ITIL v3 introduces a wider conception of the IT organization. Most of the concepts included in ITIL v2 are still present in version 3 of the library.
ITIL v3 processes are included in five volumes:
- ITIL Service Strategy
- ITIL Service Design
- ITIL Service Transition
- ITIL Service Operation
- ITIL Continual Service Improvement
If you’re familiar with ITIL v2, maybe you’re starting to see the shift in perspective. The basic idea behind this library release is that the IT organization should be considered to be in a permanent cycle.
If you look at graph, you’ll see that the strategy (ITIL Service Strategy volume) is at the core of everything else. It is composed of the processes:
- Service Portfolio Management
- Demand Management
- IT Financial Management
And it includes activities such as value definition, market research and business case creation.
Going outwards in the chart, you’ll see the inner cycle of volumes. These are: Service Design, Service Transition and Service Operation.

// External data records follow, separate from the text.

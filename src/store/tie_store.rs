//! Tie and bend relations, anchored per string at their origin
//!
//! Each (string, position) holds at most one relation. Relations refer to
//! notes by position only, so every structural edit on the note index must
//! be mirrored here: [`TieStore::shift_from`], [`TieStore::move_range`] and
//! [`TieStore::delete_at`] keep both endpoints in step with the notes.

use super::position_index::PositionIndex;
use crate::models::serde_helpers::nested_pairs;
use crate::models::{Bend, GuitarNote, NotePosition, Position, Tie, TieData, TieSlot};
use serde::{Deserialize, Serialize};
use std::collections::BTreeMap;

#[derive(Debug, Clone, PartialEq, Default, Serialize, Deserialize)]
#[serde(transparent)]
pub struct TieStore {
    #[serde(with = "nested_pairs")]
    ties: BTreeMap<usize, BTreeMap<Position, TieSlot>>,
}

impl TieStore {
    pub fn new() -> Self {
        Self::default()
    }

    /// Insert or replace the relation anchored at (string, from)
    pub fn set_tie(&mut self, string: usize, from: Position, slot: TieSlot) {
        log::debug!("set_tie: string {} from {} to {}", string, from, slot.to());
        self.ties.entry(string).or_default().insert(from, slot);
    }

    pub fn get_starts_at(&self, at: NotePosition) -> Option<&TieSlot> {
        self.ties.get(&at.string).and_then(|m| m.get(&at.position))
    }

    pub fn delete_tie(&mut self, string: usize, from: Position) -> Option<TieSlot> {
        let row = self.ties.get_mut(&string)?;
        let removed = row.remove(&from);
        if row.is_empty() {
            self.ties.remove(&string);
        }
        removed
    }

    /// Remove every relation touching (string, position) at either end
    pub fn delete_at(&mut self, string: usize, position: Position) {
        if let Some(row) = self.ties.get_mut(&string) {
            row.remove(&position);
            row.retain(|_, slot| slot.to() != position);
            if row.is_empty() {
                self.ties.remove(&string);
            }
        }
    }

    /// Upsert from a flattened tie view
    pub fn update_tie(&mut self, tie: &Tie) {
        self.set_tie(tie.string, tie.from, TieSlot::Tie(tie.data()));
    }

    /// Upsert from a flattened bend view
    pub fn update_bend(&mut self, bend: &Bend) {
        self.set_tie(bend.string, bend.from, TieSlot::Bend(bend.data()));
    }

    /// Every tie (not bend), with the pitches at both ends
    ///
    /// A tie whose note has gone missing is still listed, with a `None`
    /// pitch on that end.
    pub fn get_ties(&self, notes: &PositionIndex<GuitarNote>) -> Vec<Tie> {
        let midi_at = |position: Position, string: usize| {
            notes.get_note(position, string).and_then(|n| n.note.midi())
        };
        self.entries()
            .filter_map(|(string, from, slot)| match slot {
                TieSlot::Tie(TieData { kind, to }) => Some(Tie {
                    string,
                    from,
                    kind: *kind,
                    to: *to,
                    midi_from: midi_at(from, string),
                    midi_to: midi_at(*to, string),
                }),
                TieSlot::Bend(_) => None,
            })
            .collect()
    }

    pub fn get_bends(&self) -> Vec<Bend> {
        self.entries()
            .filter_map(|(string, from, slot)| match slot {
                TieSlot::Bend(b) => Some(Bend {
                    string,
                    from,
                    amount: b.amount,
                    through: b.through.clone(),
                    release_type: b.release_type,
                    to: b.to,
                }),
                TieSlot::Tie(_) => None,
            })
            .collect()
    }

    pub fn has_bend(&self, at: NotePosition) -> bool {
        self.get_starts_at(at).map_or(false, TieSlot::is_bend)
    }

    /// A tie leaves this note and another tie arrives at it
    pub fn has_tie_both_sides(&self, at: NotePosition) -> bool {
        match self.get_starts_at(at) {
            Some(TieSlot::Tie(_)) => {}
            _ => return false,
        }
        self.ties.get(&at.string).map_or(false, |row| {
            row.values()
                .any(|slot| !slot.is_bend() && slot.to() == at.position)
        })
    }

    /// Any bend with an endpoint in `[start, end]`
    pub fn has_bends_within(&self, start: Position, end: Position) -> bool {
        let within = |p: Position| p >= start && p <= end;
        self.entries().any(|(_, from, slot)| slot.is_bend() && (within(from) || within(slot.to())))
    }

    /// Shift relations with `from >= position` by `by`
    ///
    /// Relations entirely before `position` stay put. A relation spanning
    /// the boundary (`from < position <= to`) is deleted.
    pub fn shift_from(&mut self, position: Position, by: Position) {
        if by == Position::ZERO {
            return;
        }
        for row in self.ties.values_mut() {
            let straddling = row
                .iter()
                .filter(|(from, slot)| **from < position && position <= slot.to())
                .count();
            if straddling > 0 {
                log::debug!("TieStore::shift_from: dropping {} relations across {}", straddling, position);
            }
            row.retain(|from, slot| !(*from < position && position <= slot.to()));

            let tail = row.split_off(&position);
            for (from, slot) in tail {
                let target = from + by;
                if target.is_negative() {
                    log::warn!("TieStore::shift_from: relation at {} would move to {}, dropping", from, target);
                    continue;
                }
                row.insert(target, slot.shifted(by));
            }
        }
        self.ties.retain(|_, row| !row.is_empty());
    }

    /// Move relations lying wholly inside `[start, end)` by `delta`
    ///
    /// Relations with exactly one endpoint inside the range are deleted.
    pub fn move_range(&mut self, start: Position, end: Position, delta: Position) {
        let inside = |p: Position| p >= start && p < end;
        for row in self.ties.values_mut() {
            let mut moved = Vec::new();
            row.retain(|from, slot| match (inside(*from), inside(slot.to())) {
                (true, true) => {
                    moved.push((*from + delta, slot.shifted(delta)));
                    false
                }
                (false, false) => true,
                _ => false,
            });
            for (from, slot) in moved {
                if row.insert(from, slot).is_some() {
                    log::warn!("TieStore::move_range: relation at {} overwrote an existing one", from);
                }
            }
        }
        self.ties.retain(|_, row| !row.is_empty());
    }

    /// Delete every relation with an endpoint in `[start, end)`
    pub fn delete_range(&mut self, start: Position, end: Position) {
        let inside = |p: Position| p >= start && p < end;
        for row in self.ties.values_mut() {
            row.retain(|from, slot| !inside(*from) && !inside(slot.to()));
        }
        self.ties.retain(|_, row| !row.is_empty());
    }

    pub fn insert_string(&mut self, index: usize) {
        let moved = self.ties.split_off(&index);
        self.ties.extend(moved.into_iter().map(|(s, row)| (s + 1, row)));
    }

    /// Drop the relations on string `index` and renumber the rest
    pub fn remove_string(&mut self, index: usize) {
        let mut moved = self.ties.split_off(&index);
        moved.remove(&index);
        self.ties.extend(moved.into_iter().map(|(s, row)| (s - 1, row)));
    }

    pub fn is_empty(&self) -> bool {
        self.ties.is_empty()
    }

    /// Strings that carry at least one relation
    pub fn strings(&self) -> impl Iterator<Item = usize> + '_ {
        self.ties.keys().copied()
    }

    fn entries(&self) -> impl Iterator<Item = (usize, Position, &TieSlot)> {
        self.ties
            .iter()
            .flat_map(|(string, row)| row.iter().map(move |(from, slot)| (*string, *from, slot)))
    }
}

#[cfg(test)]
mod tests {
    use super::*;
    use crate::models::{BendData, ReleaseType, TieKind};

    fn p(b: i32) -> Position {
        Position::beats(b)
    }

    fn hammer(to: i32) -> TieSlot {
        TieSlot::Tie(TieData { kind: TieKind::Hammer, to: p(to) })
    }

    fn bend(to: i32) -> TieSlot {
        TieSlot::Bend(BendData {
            amount: 1.0,
            through: None,
            release_type: ReleaseType::Connect,
            to: p(to),
        })
    }

    #[test]
    fn test_set_is_idempotent_upsert() {
        let mut ties = TieStore::new();
        ties.set_tie(0, p(1), hammer(2));
        ties.set_tie(0, p(1), hammer(2));
        ties.set_tie(0, p(1), hammer(3));
        assert_eq!(ties.get_starts_at(NotePosition::new(0, p(1))), Some(&hammer(3)));
        assert_eq!(ties.get_ties(&PositionIndex::new()).len(), 1);
    }

    #[test]
    fn test_delete_tie() {
        let mut ties = TieStore::new();
        ties.set_tie(2, p(0), hammer(1));
        ties.delete_tie(2, p(0));
        assert_eq!(ties.get_starts_at(NotePosition::new(2, p(0))), None);
        assert!(ties.is_empty());
    }

    #[test]
    fn test_delete_at_removes_incoming_relations() {
        let mut ties = TieStore::new();
        ties.set_tie(0, p(0), hammer(2));
        ties.set_tie(0, p(2), hammer(3));
        ties.set_tie(1, p(0), hammer(2));
        ties.delete_at(0, p(2));
        assert_eq!(ties.get_starts_at(NotePosition::new(0, p(0))), None);
        assert_eq!(ties.get_starts_at(NotePosition::new(0, p(2))), None);
        assert!(ties.get_starts_at(NotePosition::new(1, p(0))).is_some());
    }

    #[test]
    fn test_shift_from_policy() {
        let mut ties = TieStore::new();
        ties.set_tie(0, p(0), hammer(1)); // before
        ties.set_tie(0, p(3), hammer(5)); // straddles 4
        ties.set_tie(0, p(4), hammer(6)); // after
        ties.shift_from(p(4), p(4));

        assert_eq!(ties.get_starts_at(NotePosition::new(0, p(0))), Some(&hammer(1)));
        assert_eq!(ties.get_starts_at(NotePosition::new(0, p(3))), None);
        assert_eq!(ties.get_starts_at(NotePosition::new(0, p(8))), Some(&hammer(10)));
    }

    #[test]
    fn test_move_range_drops_half_inside() {
        let mut ties = TieStore::new();
        ties.set_tie(0, p(4), hammer(5)); // inside
        ties.set_tie(0, p(6), hammer(8)); // leaves the range
        ties.set_tie(1, p(2), hammer(4)); // enters the range
        ties.set_tie(1, p(10), hammer(11)); // outside
        ties.move_range(p(4), p(8), p(8));

        assert_eq!(ties.get_starts_at(NotePosition::new(0, p(12))), Some(&hammer(13)));
        assert_eq!(ties.get_starts_at(NotePosition::new(0, p(6))), None);
        assert_eq!(ties.get_starts_at(NotePosition::new(1, p(2))), None);
        assert_eq!(ties.get_starts_at(NotePosition::new(1, p(10))), Some(&hammer(11)));
    }

    #[test]
    fn test_display_join_tolerates_missing_notes() {
        let mut notes = PositionIndex::new();
        notes.set_note(p(0), 0, GuitarNote::midi(64)).unwrap();
        let mut ties = TieStore::new();
        ties.set_tie(0, p(0), hammer(1));

        let joined = ties.get_ties(&notes);
        assert_eq!(joined.len(), 1);
        assert_eq!(joined[0].midi_from, Some(64));
        assert_eq!(joined[0].midi_to, None);
    }

    #[test]
    fn test_bend_queries() {
        let mut ties = TieStore::new();
        ties.set_tie(0, p(2), bend(3));
        ties.set_tie(1, p(0), hammer(1));
        ties.set_tie(1, p(1), hammer(2));

        assert!(ties.has_bend(NotePosition::new(0, p(2))));
        assert!(!ties.has_bend(NotePosition::new(1, p(0))));
        assert!(ties.has_tie_both_sides(NotePosition::new(1, p(1))));
        assert!(!ties.has_tie_both_sides(NotePosition::new(1, p(0))));
        assert!(ties.has_bends_within(p(3), p(5)));
        assert!(!ties.has_bends_within(p(4), p(5)));
        assert_eq!(ties.get_bends().len(), 1);
        assert_eq!(ties.get_ties(&PositionIndex::new()).len(), 2);
    }

    #[test]
    fn test_string_renumbering() {
        let mut ties = TieStore::new();
        ties.set_tie(0, p(0), hammer(1));
        ties.set_tie(2, p(0), hammer(1));
        ties.insert_string(1);
        assert!(ties.get_starts_at(NotePosition::new(3, p(0))).is_some());
        ties.remove_string(0);
        assert!(ties.get_starts_at(NotePosition::new(0, p(0))).is_none());
        assert!(ties.get_starts_at(NotePosition::new(2, p(0))).is_some());
    }

    #[test]
    fn test_persisted_layout() {
        let mut ties = TieStore::new();
        ties.set_tie(1, p(0), hammer(2));
        let json = serde_json::to_string(&ties).unwrap();
        assert_eq!(json, r#"[[1,[[0,{"type":"hammer","to":2}]]]]"#);
        let parsed: TieStore = serde_json::from_str(&json).unwrap();
        assert_eq!(parsed, ties);
    }
}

Service Design focus on everything you need to do in order to create a new service. Not only the technological aspect of the service, but just as important, the things you need to do to make the service work as you want inside the organization in which IT operates, and inside the world/market where the organization operates.
Service Design includes the following processes:
- Service Catalogue Management
- Service Level Management
- Risk Management
- Capacity Management
- Availability Management
- IT Service Continuity Management
- Information Security Management
- Compliance Management
- IT Architecture Management
- Supplier Management
As you could imagine, this volumes deals with the issues that rises when you try to deliver your new service into production. How do you change what is already working to incorporate the new service, how do you minimize the risk of service interruption. It includes the following processes:
- Service Asset and Configuration Management
- Service Validation and Testing
- Release Management
- Change Management
- Knowledge Management
The battlefield. This volume describes what to do to keep things running. How should you face service interruption, and of course, ideally avoid it. Monitoring of your services is a key issue. The processes:
- Event Management
- Incident Management
- Problem Management
- Request Fulfillment
- Access Management
Lastly, the outer circle in the graph. Continual Service Improvement. Where you measure and report, to feed a new iteration of Service Design. It also handles the stress that new business needs put on IT, and how to restore balance. The processes:
- Service Level Management
- Service Measurement and Reporting
We’ll be getting into more detail in upcoming posts.